Exercise: Reproduce the following entries exactly, leaving nothing out.

-------- Dataset

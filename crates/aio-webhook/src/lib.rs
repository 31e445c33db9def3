//! Verification of Adobe I/O Events webhook deliveries.
//!
//! A delivery is trusted when:
//!
//! - its `recipient_client_id` equals the subscriber's API key, and
//! - at least one of the two RSA-SHA256 signatures it carries verifies under
//!   the public key named next to it (two keys so rotation never breaks
//!   verification).
//!
//! # Quick Start
//!
//! ```no_run
//! use std::collections::HashMap;
//! use aio_webhook::{EventVerifier, VerifierConfig};
//!
//! # async fn example(payload: &str, headers: HashMap<String, String>) -> anyhow::Result<()> {
//! let verifier = EventVerifier::new(&VerifierConfig::default())?;
//!
//! if verifier.verify(payload, "my-api-key", &headers).await? {
//!     println!("authentic event");
//! }
//! # Ok(())
//! # }
//! ```
//!
//! # Configuration
//!
//! | Environment Variable | Description |
//! |---------------------|-------------|
//! | `AIO_EVENTS_SECURITY_DOMAIN` | Public key base URL (default: `https://static.adobeioevents.com`) |
//! | `AIO_EVENTS_KEY_TIMEOUT` | Key fetch timeout in seconds (default: 10) |
//! | `AIO_EVENTS_KEY_MAX_RETRIES` | Max retries for transient failures (default: 2) |
//! | `AIO_EVENTS_KEY_CACHE_MAX` | Max cached public keys (default: 100) |
//! | `AIO_EVENTS_KEY_CACHE_TTL` | Cached key lifetime in seconds (default: 86400) |

pub mod config;
pub mod error;
pub mod headers;
pub mod keys;
pub mod recipient;
pub mod signature;
pub mod verifier;

#[cfg(test)]
mod testutil;

pub use config::{VerifierConfig, DEFAULT_SECURITY_DOMAIN};
pub use error::{WebhookError, WebhookResult};
pub use headers::{
    SignatureHeaders, SignatureSlot, SlotHeaders, DIGITAL_SIGNATURE_1, DIGITAL_SIGNATURE_2,
    PUBLIC_KEY_1_PATH, PUBLIC_KEY_2_PATH,
};
pub use keys::{PublicKeyClient, PublicKeySource};
pub use recipient::{matches_recipient, RECIPIENT_CLIENT_ID};
pub use signature::{decode_public_key, verify_signature};
pub use verifier::{EventVerifier, SlotOutcome, Verification, VerificationRequest};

----------------

Answer to this task:
filename crates/aio-webhook/src/lib.rs
repository 31e445c33db9def3
//! Verification of Adobe I/O Events webhook deliveries.
//!
//! A delivery is trusted when:
//!
//! - its `recipient_client_id` equals the subscriber's API key, and
//! - at least one of the two RSA-SHA256 signatures it carries verifies under
//!   the public key named next to it (two keys so rotation never breaks
//!   verification).
//!
//! # Quick Start
//!
//! ```no_run
//! use std::collections::HashMap;
//! use aio_webhook::{EventVerifier, VerifierConfig};
//!
//! # async fn example(payload: &str, headers: HashMap<String, String>) -> anyhow::Result<()> {
//! let verifier = EventVerifier::new(&VerifierConfig::default())?;
//!
//! if verifier.verify(payload, "my-api-key", &headers).await? {
//!     println!("authentic event");
//! }
//! # Ok(())
//! # }
//! ```
//!
//! # Configuration
//!
//! | Environment Variable | Description |
//! |---------------------|-------------|
//! | `AIO_EVENTS_SECURITY_DOMAIN` | Public key base URL (default: `https://static.adobeioevents.com`) |
//! | `AIO_EVENTS_KEY_TIMEOUT` | Key fetch timeout in seconds (default: 10) |
//! | `AIO_EVENTS_KEY_MAX_RETRIES` | Max retries for transient failures (default: 2) |
//! | `AIO_EVENTS_KEY_CACHE_MAX` | Max cached public keys (default: 100) |
//! | `AIO_EVENTS_KEY_CACHE_TTL` | Cached key lifetime in seconds (default: 86400) |

pub mod config;
pub mod error;
pub mod headers;
pub mod keys;
pub mod recipient;
pub mod signature;
pub mod verifier;

#[cfg(test)]
mod testutil;

pub use config::{VerifierConfig, DEFAULT_SECURITY_DOMAIN};
pub use error::{WebhookError, WebhookResult};
pub use headers::{
    SignatureHeaders, SignatureSlot, SlotHeaders, DIGITAL_SIGNATURE_1, DIGITAL_SIGNATURE_2,
    PUBLIC_KEY_1_PATH, PUBLIC_KEY_2_PATH,
};
pub use keys::{PublicKeyClient, PublicKeySource};
pub use recipient::{matches_recipient, RECIPIENT_CLIENT_ID};
pub use signature::{decode_public_key, verify_signature};
pub use verifier::{EventVerifier, SlotOutcome, Verification, VerificationRequest};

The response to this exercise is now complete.